§ **WORK REQUIRED**: Determine how many lines in the records hold "application", and give that number with nothing added.
BEGIN
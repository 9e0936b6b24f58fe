use crate::application::ports::link_store::{LinkStore, StoreError};
use crate::domain::links::link::LinkId;

pub struct DeleteLink<'a, S: LinkStore + ?Sized> {
    pub store: &'a S,
}

impl<'a, S: LinkStore + ?Sized> DeleteLink<'a, S> {
    pub async fn execute(&self, id: Option<LinkId>) -> Result<bool, StoreError> {
        let id = super::require_id(id)?;
        let deleted = self.store.delete(&id).await?;
        tracing::info!(link_id = %id, "link_deleted");
        Ok(deleted)
    }
}
pub mod links;
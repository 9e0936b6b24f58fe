use std::collections::HashMap;
use std::sync::Arc;

use async_trait::async_trait;
use chrono::Utc;
use http::Method;
use serde::Deserialize;
use serde_json::json;

use crate::application::ports::http_transport::{HttpRequest, HttpResponse, HttpTransport};
use crate::application::ports::link_store::StoreError;
use crate::application::ports::snapshot_store::SnapshotStore;
use crate::domain::links::link::Snapshot;

pub const GIST_FILENAME: &str = "cloud-share-data.json";
pub const GIST_DESCRIPTION: &str = "Cloud share link data";
pub const GITHUB_API_BASE: &str = "https://api.github.com";

const USER_AGENT: &str = concat!("cloud-share/", env!("CARGO_PKG_VERSION"));

#[derive(Debug, Clone, Copy, PartialEq, Eq, Default)]
pub enum GithubAuthScheme {
    #[default]
    Bearer,
    /// Legacy `Authorization: token …` form.
    Token,
}

impl GithubAuthScheme {
    pub fn parse(raw: &str) -> Option<Self> {
        match raw.trim().to_ascii_lowercase().as_str() {
            "bearer" => Some(Self::Bearer),
            "token" => Some(Self::Token),
            _ => None,
        }
    }

    fn header_value(self, token: &str) -> String {
        match self {
            Self::Bearer => format!("Bearer {token}"),
            Self::Token => format!("token {token}"),
        }
    }
}

#[derive(Debug, Deserialize)]
struct Gist {
    #[serde(default)]
    files: HashMap<String, Option<GistFile>>,
}

#[derive(Debug, Deserialize)]
struct GistFile {
    #[serde(default)]
    content: Option<String>,
}

/// The whole snapshot lives in one file of one Gist, read and written
/// directly against the GitHub API.
pub struct GistSnapshotStore {
    transport: Arc<dyn HttpTransport>,
    api_base: String,
    gist_id: String,
    token: String,
    scheme: GithubAuthScheme,
}

impl GistSnapshotStore {
    pub fn new(
        transport: Arc<dyn HttpTransport>,
        api_base: &str,
        gist_id: &str,
        token: &str,
        scheme: GithubAuthScheme,
    ) -> Self {
        Self {
            transport,
            api_base: api_base.trim_end_matches('/').to_string(),
            gist_id: gist_id.to_string(),
            token: token.to_string(),
            scheme,
        }
    }

    fn gist_url(&self) -> String {
        format!("{}/gists/{}", self.api_base, self.gist_id)
    }

    fn request(&self, method: Method) -> HttpRequest {
        HttpRequest::new(method, self.gist_url())
            .header("Authorization", self.scheme.header_value(&self.token))
            .header("Accept", "application/vnd.github.v3+json")
            .header("User-Agent", USER_AGENT)
    }

    /// `Ok(None)` when the Gist does not exist.
    async fn fetch(&self, context: &str) -> Result<Option<Gist>, StoreError> {
        let resp = self
            .transport
            .send(self.request(Method::GET))
            .await
            .map_err(|e| StoreError::transport(context, e))?;
        if resp.status == 404 {
            return Ok(None);
        }
        if !resp.is_success() {
            return Err(github_error(context, &resp));
        }
        resp.json().map(Some).map_err(|e| StoreError::decode(context, e))
    }
}

/// Maps a failed GitHub response, naming the fix for credential problems.
pub(crate) fn github_error(context: &str, resp: &HttpResponse) -> StoreError {
    match resp.status {
        401 => StoreError::Auth {
            status: 401,
            message: "GitHub token is invalid or expired, generate a new one".into(),
        },
        403 => StoreError::Auth {
            status: 403,
            message: "GitHub token lacks the `gist` scope or access to this Gist".into(),
        },
        status => StoreError::backend(context, status, upstream_message(&resp.body)),
    }
}

/// GitHub error bodies are `{"message": "..."}`; anything else is passed through.
fn upstream_message(body: &str) -> String {
    serde_json::from_str::<serde_json::Value>(body)
        .ok()
        .and_then(|v| v.get("message").and_then(|m| m.as_str()).map(str::to_string))
        .unwrap_or_else(|| body.to_string())
}

#[async_trait]
impl SnapshotStore for GistSnapshotStore {
    fn backend_name(&self) -> &'static str {
        "gist"
    }

    async fn load(&self) -> Result<Snapshot, StoreError> {
        const CTX: &str = "failed to read gist";
        let Some(gist) = self.fetch(CTX).await? else {
            tracing::debug!(gist_id = %self.gist_id, "gist_missing_returning_empty");
            return Ok(Snapshot::empty());
        };
        let content = gist
            .files
            .get(GIST_FILENAME)
            .and_then(|f| f.as_ref())
            .and_then(|f| f.content.as_deref());
        match content {
            Some(text) => serde_json::from_str(text).map_err(|e| StoreError::decode(CTX, e)),
            None => Ok(Snapshot::empty()),
        }
    }

    async fn save(&self, snapshot: Snapshot) -> Result<Snapshot, StoreError> {
        const CTX: &str = "failed to save gist";
        if self.fetch(CTX).await?.is_none() {
            return Err(StoreError::NotFound(
                "Gist does not exist, check GIST_ID".into(),
            ));
        }

        let stamped = Snapshot {
            last_update: Some(Utc::now()),
            ..snapshot
        };
        let content =
            serde_json::to_string_pretty(&stamped).map_err(|e| StoreError::decode(CTX, e))?;
        let body = json!({
            "description": GIST_DESCRIPTION,
            "public": false,
            "files": { GIST_FILENAME: { "content": content } },
        });
        let req = self
            .request(Method::PATCH)
            .json(&body)
            .map_err(|e| StoreError::decode(CTX, e))?;
        let resp = self
            .transport
            .send(req)
            .await
            .map_err(|e| StoreError::transport(CTX, e))?;
        if !resp.is_success() {
            return Err(github_error(CTX, &resp));
        }
        tracing::info!(gist_id = %self.gist_id, links = stamped.links.len(), "gist_saved");
        Ok(stamped)
    }
}

#[cfg(test)]
mod tests {
    use serde_json::Value;

    use super::*;
    use crate::domain::links::link::{Link, LinkId, NewLink};
    use crate::infrastructure::transport::scripted::ScriptedTransport;

    fn store(transport: &Arc<ScriptedTransport>, scheme: GithubAuthScheme) -> GistSnapshotStore {
        GistSnapshotStore::new(transport.clone(), GITHUB_API_BASE, "g123", "ghp_secret", scheme)
    }

    fn gist_with(content: &str) -> Value {
        json!({ "id": "g123", "files": { GIST_FILENAME: { "content": content } } })
    }

    fn sample_snapshot() -> Snapshot {
        let now = "2024-06-01T12:00:00Z".parse().unwrap();
        let mut snap = Snapshot::empty();
        snap.links.push(Link::from_new(
            Some(LinkId::from("a1")),
            NewLink::new("ISO images", "https://pan.example/s/iso"),
            now,
        ));
        snap
    }

    #[tokio::test]
    async fn missing_gist_loads_as_empty() {
        let transport = Arc::new(ScriptedTransport::new().reply(404, r#"{"message":"Not Found"}"#));
        let snap = store(&transport, GithubAuthScheme::Bearer).load().await.unwrap();
        assert!(snap.links.is_empty());
        assert_eq!(snap.last_update, None);
    }

    #[tokio::test]
    async fn missing_file_loads_as_empty() {
        let transport = Arc::new(
            ScriptedTransport::new().reply_json(200, json!({ "id": "g123", "files": {} })),
        );
        let snap = store(&transport, GithubAuthScheme::Bearer).load().await.unwrap();
        assert_eq!(snap, Snapshot::empty());
    }

    #[tokio::test]
    async fn load_sends_auth_scheme_and_accept_headers() {
        let transport = Arc::new(ScriptedTransport::new().reply_json(200, json!({ "files": {} })));
        store(&transport, GithubAuthScheme::Token).load().await.unwrap();
        let call = &transport.calls()[0];
        assert_eq!(call.url, "https://api.github.com/gists/g123");
        assert_eq!(call.header_value("authorization"), Some("token ghp_secret"));
        assert_eq!(call.header_value("accept"), Some("application/vnd.github.v3+json"));
        assert!(call.header_value("user-agent").is_some());
    }

    #[tokio::test]
    async fn credential_failures_name_the_remedy() {
        let transport = Arc::new(
            ScriptedTransport::new()
                .reply(401, r#"{"message":"Bad credentials"}"#)
                .reply(403, r#"{"message":"Forbidden"}"#),
        );
        let store = store(&transport, GithubAuthScheme::Bearer);

        match store.load().await.unwrap_err() {
            StoreError::Auth { status, message } => {
                assert_eq!(status, 401);
                assert!(message.contains("invalid or expired"));
            }
            other => panic!("unexpected error: {other:?}"),
        }
        match store.load().await.unwrap_err() {
            StoreError::Auth { status, message } => {
                assert_eq!(status, 403);
                assert!(message.contains("scope"));
            }
            other => panic!("unexpected error: {other:?}"),
        }
    }

    #[tokio::test]
    async fn other_failures_surface_upstream_message() {
        let transport = Arc::new(
            ScriptedTransport::new()
                .reply(502, r#"{"message":"Server Error"}"#)
                .reply(500, "plain failure"),
        );
        let store = store(&transport, GithubAuthScheme::Bearer);
        assert_eq!(
            store.load().await.unwrap_err().to_string(),
            "failed to read gist: 502 - Server Error"
        );
        assert_eq!(
            store.load().await.unwrap_err().to_string(),
            "failed to read gist: 500 - plain failure"
        );
    }

    #[tokio::test]
    async fn save_to_missing_gist_is_not_found() {
        let transport = Arc::new(ScriptedTransport::new().reply(404, "{}"));
        let err = store(&transport, GithubAuthScheme::Bearer)
            .save(sample_snapshot())
            .await
            .unwrap_err();
        assert!(err.is_not_found());
        assert_eq!(transport.call_count(), 1);
    }

    #[tokio::test]
    async fn save_then_load_round_trips() {
        let original = sample_snapshot();
        let writer = Arc::new(
            ScriptedTransport::new()
                .reply_json(200, json!({ "files": {} }))
                .reply_json(200, json!({ "id": "g123" })),
        );
        let saved = store(&writer, GithubAuthScheme::Bearer)
            .save(original.clone())
            .await
            .unwrap();
        assert!(saved.last_update.is_some());

        let patch = &writer.calls()[1];
        assert_eq!(patch.method, Method::PATCH);
        let body: Value = serde_json::from_str(patch.body.as_deref().unwrap()).unwrap();
        assert_eq!(body["public"], false);
        let content = body["files"][GIST_FILENAME]["content"].as_str().unwrap();

        let reader = Arc::new(ScriptedTransport::new().reply_json(200, gist_with(content)));
        let loaded = store(&reader, GithubAuthScheme::Bearer).load().await.unwrap();

        assert_eq!(loaded, saved);
        assert_eq!(
            Snapshot {
                last_update: None,
                ..loaded
            },
            original
        );
    }
}
use async_trait::async_trait;
use http::Method;
use serde::Serialize;
use serde::de::DeserializeOwned;

/// Outbound request as seen by the storage adapters. Bodies are always JSON text.
#[derive(Debug, Clone)]
pub struct HttpRequest {
    pub method: Method,
    pub url: String,
    pub headers: Vec<(String, String)>,
    pub body: Option<String>,
}

impl HttpRequest {
    pub fn new(method: Method, url: impl Into<String>) -> Self {
        Self {
            method,
            url: url.into(),
            headers: Vec::new(),
            body: None,
        }
    }

    pub fn get(url: impl Into<String>) -> Self {
        Self::new(Method::GET, url)
    }

    pub fn header(mut self, name: &str, value: impl Into<String>) -> Self {
        self.headers.push((name.to_string(), value.into()));
        self
    }

    pub fn json<T: Serialize + ?Sized>(mut self, body: &T) -> serde_json::Result<Self> {
        self.body = Some(serde_json::to_string(body)?);
        Ok(self.header("Content-Type", "application/json"))
    }

    pub fn header_value(&self, name: &str) -> Option<&str> {
        self.headers
            .iter()
            .find(|(k, _)| k.eq_ignore_ascii_case(name))
            .map(|(_, v)| v.as_str())
    }
}

#[derive(Debug, Clone)]
pub struct HttpResponse {
    pub status: u16,
    pub body: String,
}

impl HttpResponse {
    pub fn is_success(&self) -> bool {
        (200..300).contains(&self.status)
    }

    pub fn json<T: DeserializeOwned>(&self) -> serde_json::Result<T> {
        serde_json::from_str(&self.body)
    }
}

#[async_trait]
pub trait HttpTransport: Send + Sync {
    async fn send(&self, req: HttpRequest) -> anyhow::Result<HttpResponse>;
}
END
§ **REPLY**: 7